Where is contempt coming into the picture. Why are you letting your insecurity show so completely? This isn't about you and your taste. It's about other people making different movies for people who are not you. Get over yourself.
You know, you could almost pull off this sort of moralizing sniping if you didn't immediately reveal your contempt for audiences in your very next statement.

First (above) you say that this is about "people making different movies for people who are not you." So far, so good! Films are made for people, it's just that some films are not made for me. Here I am implicated in greedily thinking that all films are made for me or rather that they should be. I mean, this is completely out of left field, and nothing I've said here evidences the insane accusation that I think films are all about me. But if you could make it stick, this would be OK. You would be pointing out that audiences are various and that a good film can serve an audience which is not everyone or even "most of everyone."
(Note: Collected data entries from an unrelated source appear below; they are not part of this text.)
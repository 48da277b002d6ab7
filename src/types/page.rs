//! The Inertia page object.
//!
//! A [`PageObject`] describes one navigable view. It is built once per render,
//! never mutated afterwards, and serialized either as the JSON body of an XHR
//! response or embedded in the `data-page` attribute of a full HTML load.
//!
//! ```text
//! {"component": "Users/Index", "props": {...}, "url": "/users",
//!  "version": "1", "encryptHistory": false, "clearHistory": false}
//! ```
//!
//! See [the page object](https://inertiajs.com/the-protocol#the-page-object).

use serde::Serialize;
use serde_json::{Map, Value};

/// Props passed to a client-side component.
///
/// Keys keep insertion order so serialization is deterministic.
pub type Props = Map<String, Value>;

/// Description of a single navigable view.
#[derive(Clone, Debug, PartialEq, Serialize)]
#[serde(rename_all = "camelCase")]
pub struct PageObject {
    component: String,
    props: Props,
    url: String,
    version: String,
    encrypt_history: bool,
    clear_history: bool,
}

impl PageObject {
    /// Assemble a page object from fully resolved fields.
    pub fn new(
        component: impl Into<String>,
        props: Props,
        url: impl Into<String>,
        version: impl Into<String>,
        encrypt_history: bool,
        clear_history: bool,
    ) -> Self {
        Self {
            component: component.into(),
            props,
            url: url.into(),
            version: version.into(),
            encrypt_history,
            clear_history,
        }
    }

    /// Client-side component to mount.
    #[inline]
    pub fn component(&self) -> &str {
        &self.component
    }

    /// Data handed to the component.
    #[inline]
    pub fn props(&self) -> &Props {
        &self.props
    }

    /// Canonical URL of the page.
    #[inline]
    pub fn url(&self) -> &str {
        &self.url
    }

    /// Asset version active at render time.
    #[inline]
    pub fn version(&self) -> &str {
        &self.version
    }

    /// Whether the client must encrypt this history entry.
    ///
    /// See [history encryption](https://inertiajs.com/history-encryption).
    #[inline]
    pub fn encrypt_history(&self) -> bool {
        self.encrypt_history
    }

    /// Whether the client must discard prior history state.
    #[inline]
    pub fn clear_history(&self) -> bool {
        self.clear_history
    }
}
Unfortunately, you kind of flip out and shove your foot into your mouth into your next statement.
It doesn't have to serve a ****ing single soul.
See, this is what I mean by "contempt." This is the obnoxiously romantic idea of "art for art's sake" under which the artist gives the world the finger and just makes his/her stuff. "I made it just for me!" Again, this is a cope, because artists know that most artworks fail and it hurts when the reception of your new baby is silence. Art, however, is most typically made in the hopes of being inaugurated, noticed, understood and appraised (e.g., this is why we have all those art galleries--it's so all those people who allegedly don't matter can have a chance to view artworks).
But people might still like it regardless.
But then again, they might not. It is not made for them, after all.
And once again, we're back to the checkmate of subjectivism. If a film only need be made for the idiosyncratic purpose of the maker (the audience of one), then there is no meaningful answer to the question of the thread. A film is supposed to be potentially everything and nothing. In your world where there is no external criterion of correctness, the discussion of purpose and value is entirely vacuous.
What is your obsession with artistic obedience? Things can still matter if they aren't subservient to your particular needs.
It's not about me at all. It's about playing your part in the dance. What is your obsession with art as perfectly autonomous from the very culture it is supposed to challenge and delight?
Are you completely unaware of all of the artists who have felt they have created something too self indulgent for release, and only do under protest, only to find that it has an enormous audience?
This is not a class of counter-examples, crumb. This proves my point. The artist thought it didn't do what it was supposed to do (please an audience), because it was thought to be deficient (self-indulgent). However, when it escapes it turns out that it did meet my prime criterion (i.e., it was pleasing to an audience).
Artists very frequently do not create with the notion of a reception in mind.
What a "movie is supposed to be" may or may not align with the private intention of a writer, or director, or producer, or lead actor, etc. The evaluative question of what a movie is supposed is not the same question as to what it's maker wanted it to be (e.g., the maker may have wanted to make a bad movie or a movie no one would ever see or a movie that confused three friends).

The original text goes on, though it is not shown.